Transdermal nicotine was administered in a rigid dose escalation strategy with the ability to reduce to previous or intermediate doses for tolerability. The dose escalation strategy was: 3.5mg (half of 7mg patch) in week 1, 7mg in weeks 2 and 3, 14mg in weeks 4 through 6, and 21mg in weeks 7 through 12. We selected 21mg as the maximum dose as it was well tolerated and demonstrated a signal for benefit to cognition in older adults with MCI.32 Dose reductions were based on reports of adverse events. For example, if a participant could not tolerate the 14mg patch, the dose was initially reduced to an intermediate dose of 10.5mg (half of 21mg patch) and could be further reduced to 7mg if needed. Participants were instructed to wear the study patch during the day and remove it at bedtime (approximately 16 hours daily); they were also instructed to move the patch location daily.

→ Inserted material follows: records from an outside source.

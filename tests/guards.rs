use std::net::SocketAddr;
use std::sync::Arc;
use std::sync::atomic::{AtomicUsize, Ordering};

use axum::Router;
use axum::body::Body;
use axum::http::{Request, StatusCode, header};
use axum::routing::get;
use serde_json::{Value, json};
use tower::ServiceExt;

use bearer_guard::api::v1::extractors::AuthCtxExtractor;
use bearer_guard::app::{build_router, build_state};
use bearer_guard::config::{AppEnv, Config, ConfigError};
use bearer_guard::middleware::auth::{access, role};
use bearer_guard::state::AppState;

const SECRET: &str = "integration-secret";

fn config(secret: &str) -> Config {
    Config {
        addr: SocketAddr::from(([127, 0, 0, 1], 0)),
        app_env: AppEnv::Development,
        jwt_secret: secret.to_string(),
        admin_roles: vec!["admin".to_string()],
    }
}

fn state() -> AppState {
    build_state(&config(SECRET)).unwrap()
}

fn app() -> Router {
    let config = config(SECRET);
    build_router(build_state(&config).unwrap(), &config)
}

fn token(state: &AppState, user_id: u32, role: &str) -> String {
    state.codec.encode(user_id, role).unwrap()
}

async fn send(app: Router, req: Request<Body>) -> (StatusCode, Value) {
    let resp = app.oneshot(req).await.unwrap();
    let status = resp.status();
    let bytes = axum::body::to_bytes(resp.into_body(), usize::MAX)
        .await
        .unwrap();
    let body = serde_json::from_slice(&bytes).unwrap_or(Value::Null);
    (status, body)
}

fn get_req(uri: &str) -> Request<Body> {
    Request::builder().uri(uri).body(Body::empty()).unwrap()
}

fn get_with_auth(uri: &str, authorization: &str) -> Request<Body> {
    Request::builder()
        .uri(uri)
        .header(header::AUTHORIZATION, authorization)
        .body(Body::empty())
        .unwrap()
}

// Router whose handler counts how many times it actually ran.
fn counting_router(state: AppState, roles: Option<&[&str]>) -> (Router, Arc<AtomicUsize>) {
    let hits = Arc::new(AtomicUsize::new(0));
    let counter = hits.clone();

    let inner: Router<AppState> = Router::new().route(
        "/guarded",
        get(move |AuthCtxExtractor(ctx): AuthCtxExtractor| {
            let counter = counter.clone();
            async move {
                counter.fetch_add(1, Ordering::SeqCst);
                axum::Json(json!({"user_id": ctx.user_id, "role": ctx.role}))
            }
        }),
    );

    let guarded = match roles {
        Some(roles) => role::apply(inner, state.clone(), roles.iter().copied()),
        None => access::apply(inner, state.clone()),
    };

    (guarded.with_state(state), hits)
}

#[test]
fn empty_secret_fails_setup() {
    let err = build_state(&config("")).unwrap_err();
    assert_eq!(
        err.downcast_ref::<ConfigError>(),
        Some(&ConfigError::EmptySecret)
    );
}

#[tokio::test]
async fn health_needs_no_token() {
    let (status, body) = send(app(), get_req("/api/v1/health")).await;

    assert_eq!(status, StatusCode::OK);
    assert_eq!(body, json!({"status": "ok"}));
}

#[tokio::test]
async fn no_token_is_bad_request() {
    let (router, hits) = counting_router(state(), None);
    let (status, body) = send(router, get_req("/guarded")).await;

    assert_eq!(status, StatusCode::BAD_REQUEST);
    assert_eq!(body, json!({"Info": "Authorization token not specified"}));
    assert_eq!(hits.load(Ordering::SeqCst), 0);
}

#[tokio::test]
async fn header_without_bearer_form_is_bad_request() {
    let (status, body) = send(app(), get_with_auth("/api/v1/me", "garbage-no-space")).await;

    assert_eq!(status, StatusCode::BAD_REQUEST);
    assert_eq!(body, json!({"Info": "Authorization token not specified"}));
}

#[tokio::test]
async fn wrong_secret_token_in_query_is_unauthorized() {
    let other = build_state(&config("some-other-secret")).unwrap();
    let foreign = token(&other, 1, "admin");

    let (router, hits) = counting_router(state(), None);
    let (status, body) = send(router, get_req(&format!("/guarded?token={foreign}"))).await;

    assert_eq!(status, StatusCode::UNAUTHORIZED);
    assert_eq!(body, json!({"Info": "Access denied, token invalid"}));
    assert_eq!(hits.load(Ordering::SeqCst), 0);
}

#[tokio::test]
async fn unparseable_token_is_server_error() {
    let (status, body) = send(app(), get_with_auth("/api/v1/me", "Bearer not.a.jwt")).await;

    assert_eq!(status, StatusCode::INTERNAL_SERVER_ERROR);
    assert_eq!(body, json!({"Info": "Failed to parse authorization token"}));
}

#[tokio::test]
async fn valid_bearer_token_reaches_handler() {
    let state = state();
    let bearer = format!("Bearer {}", token(&state, 42, "user"));

    let (router, hits) = counting_router(state, None);
    let (status, body) = send(router, get_with_auth("/guarded", &bearer)).await;

    assert_eq!(status, StatusCode::OK);
    assert_eq!(body, json!({"user_id": 42, "role": "user"}));
    assert_eq!(hits.load(Ordering::SeqCst), 1);
}

#[tokio::test]
async fn query_token_is_used_before_header() {
    let state = state();
    let uri = format!("/guarded?token={}", token(&state, 5, "user"));

    let (router, _) = counting_router(state, None);
    let (status, body) = send(router, get_with_auth(&uri, "garbage-no-space")).await;

    assert_eq!(status, StatusCode::OK);
    assert_eq!(body["user_id"], json!(5));
}

#[tokio::test]
async fn role_outside_allow_list_is_unauthorized() {
    let state = state();
    let bearer = format!("Bearer {}", token(&state, 7, "user"));

    let (router, hits) = counting_router(state, Some(&["admin"]));
    let (status, body) = send(router, get_with_auth("/guarded", &bearer)).await;

    assert_eq!(status, StatusCode::UNAUTHORIZED);
    assert_eq!(
        body,
        json!({"Info": "Access denied, check with your IT department"})
    );
    assert_eq!(hits.load(Ordering::SeqCst), 0);
}

#[tokio::test]
async fn role_in_allow_list_reaches_handler_with_identity() {
    let state = state();
    let bearer = format!("Bearer {}", token(&state, 99, "admin"));

    let (router, hits) = counting_router(state, Some(&["admin", "user"]));
    let (status, body) = send(router, get_with_auth("/guarded", &bearer)).await;

    assert_eq!(status, StatusCode::OK);
    assert_eq!(body, json!({"user_id": 99, "role": "admin"}));
    assert_eq!(hits.load(Ordering::SeqCst), 1);
}

#[tokio::test]
async fn role_guard_still_authenticates_first() {
    let (router, hits) = counting_router(state(), Some(&["admin"]));
    let (status, _) = send(router, get_req("/guarded")).await;

    assert_eq!(status, StatusCode::BAD_REQUEST);
    assert_eq!(hits.load(Ordering::SeqCst), 0);
}

#[tokio::test]
async fn admin_route_uses_configured_roles() {
    let state = state();
    let admin = format!("Bearer {}", token(&state, 1, "admin"));
    let user = format!("Bearer {}", token(&state, 2, "user"));

    let (status, body) = send(app(), get_with_auth("/api/v1/admin", &admin)).await;
    assert_eq!(status, StatusCode::OK);
    assert_eq!(body, json!({"user_id": 1, "role": "admin"}));

    let (status, _) = send(app(), get_with_auth("/api/v1/admin", &user)).await;
    assert_eq!(status, StatusCode::UNAUTHORIZED);

    let (status, body) = send(app(), get_with_auth("/api/v1/me", &user)).await;
    assert_eq!(status, StatusCode::OK);
    assert_eq!(body, json!({"user_id": 2, "role": "user"}));
}

#[tokio::test]
async fn extractor_without_guard_reports_missing_context() {
    let router: Router = Router::new().route(
        "/unguarded",
        get(|AuthCtxExtractor(ctx): AuthCtxExtractor| async move { ctx.role }),
    );

    let (status, body) = send(router, get_req("/unguarded")).await;

    assert_eq!(status, StatusCode::INTERNAL_SERVER_ERROR);
    assert_eq!(
        body,
        json!({"Info": "token info not set, make sure authentication middleware is used"})
    );
}
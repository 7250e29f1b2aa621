//! Per-tool call metrics.

use std::collections::HashMap;
use std::time::Duration;

use chrono::{DateTime, Utc};
use parking_lot::Mutex;
use serde::Serialize;

/// Counters for one fully-qualified tool name.
#[derive(Debug, Clone, Default, PartialEq, Serialize)]
pub struct ToolMetric {
    pub total_calls: u64,
    pub success_calls: u64,
    pub failed_calls: u64,
    pub total_duration: Duration,
    pub last_call: Option<DateTime<Utc>>,
}

impl ToolMetric {
    pub fn average_duration(&self) -> Duration {
        if self.total_calls == 0 {
            return Duration::ZERO;
        }
        self.total_duration / self.total_calls as u32
    }

    pub fn success_rate(&self) -> f64 {
        if self.total_calls == 0 {
            return 0.0;
        }
        self.success_calls as f64 / self.total_calls as f64
    }
}

/// In-memory metric store; lives as long as the process.
#[derive(Debug, Default)]
pub struct MetricsStore {
    tools: Mutex<HashMap<String, ToolMetric>>,
}

impl MetricsStore {
    pub fn new() -> Self {
        Self::default()
    }

    pub fn record_success(&self, tool: &str, duration: Duration) {
        self.record(tool, duration, true);
    }

    pub fn record_failure(&self, tool: &str, duration: Duration) {
        self.record(tool, duration, false);
    }

    fn record(&self, tool: &str, duration: Duration, success: bool) {
        let mut tools = self.tools.lock();
        let metric = tools.entry(tool.to_string()).or_default();
        metric.total_calls += 1;
        if success {
            metric.success_calls += 1;
        } else {
            metric.failed_calls += 1;
        }
        metric.total_duration += duration;
        metric.last_call = Some(Utc::now());
    }

    pub fn get(&self, tool: &str) -> Option<ToolMetric> {
        self.tools.lock().get(tool).cloned()
    }

    /// Copy of all metrics, sorted by tool name.
    pub fn snapshot(&self) -> Vec<(String, ToolMetric)> {
        let mut all: Vec<_> = self
            .tools
            .lock()
            .iter()
            .map(|(name, metric)| (name.clone(), metric.clone()))
            .collect();
        all.sort_by(|a, b| a.0.cmp(&b.0));
        all
    }
}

Discontinuation and Follow-up

Following trial completion, doses were tapered and discontinued over 3 weeks. Participants were seen at week 15 for a final visit.

Statistical Analysis

Statistical analyses were conducted in R Statistical Software version 3.4.0 (http://CRAN.R-project.org) and SAS Studio 3.6 (Cary, NC, USA). Baseline characteristics were summarized using mean (standard deviation) for continuous variables and N (%) for categorical variables. For MADRS and PROMIS (measured every 3 weeks), values were trended over time using a linear mixed effects model with autoregressive of order 1 (AR (1)) temporal process. To avoid potential bias, Last Observation Carried Forward (LOCF) approach was not used to impute missing data for the one participant who withdrew early. Missing values were instead imputed using the mean value of the sample at that time point56. We then calculated the N (%) for Remitters (MADRS ≤8) and Responders: (≥50% improvement in MADRS from baseline). For all measures obtained only at baseline and week 12, we only examined results from individuals who completed the study and values were compared using Wilcoxon signed-rank test.

In secondary analyses, we examined the effects of several variables on outcome measures. Smoking history (defined as having smoked cigarettes daily for 6 months in lifetime), final patch dose, and concurrent antidepressant use were analyzed for their potential effects on all analyses. Outcome measures were also examined for correlations with MADRS change to determine the relationship with change in depression severity.

RESULTS

24 subjects provided informed consent and were screened for eligibility. 9 subjects were excluded because they did not meet MADRS criteria, had comorbid psychiatric illness, or exhibited MRI contraindications for a linked MRI pilot project. 15 subjects started study patches, of whom 14 completed all 12 weeks. 1 subject stopped study medication at week 4 due to reported “cloudiness and fogginess” and “feeling tense and anxious” after increasing to the 14 mg dose; these effects did not resolve after decreasing the dose. The mean final patch dose was 15.4mg (SD = 6.3mg, range 7 – 21mg) with N=8 able achieving the maximum 21mg dose.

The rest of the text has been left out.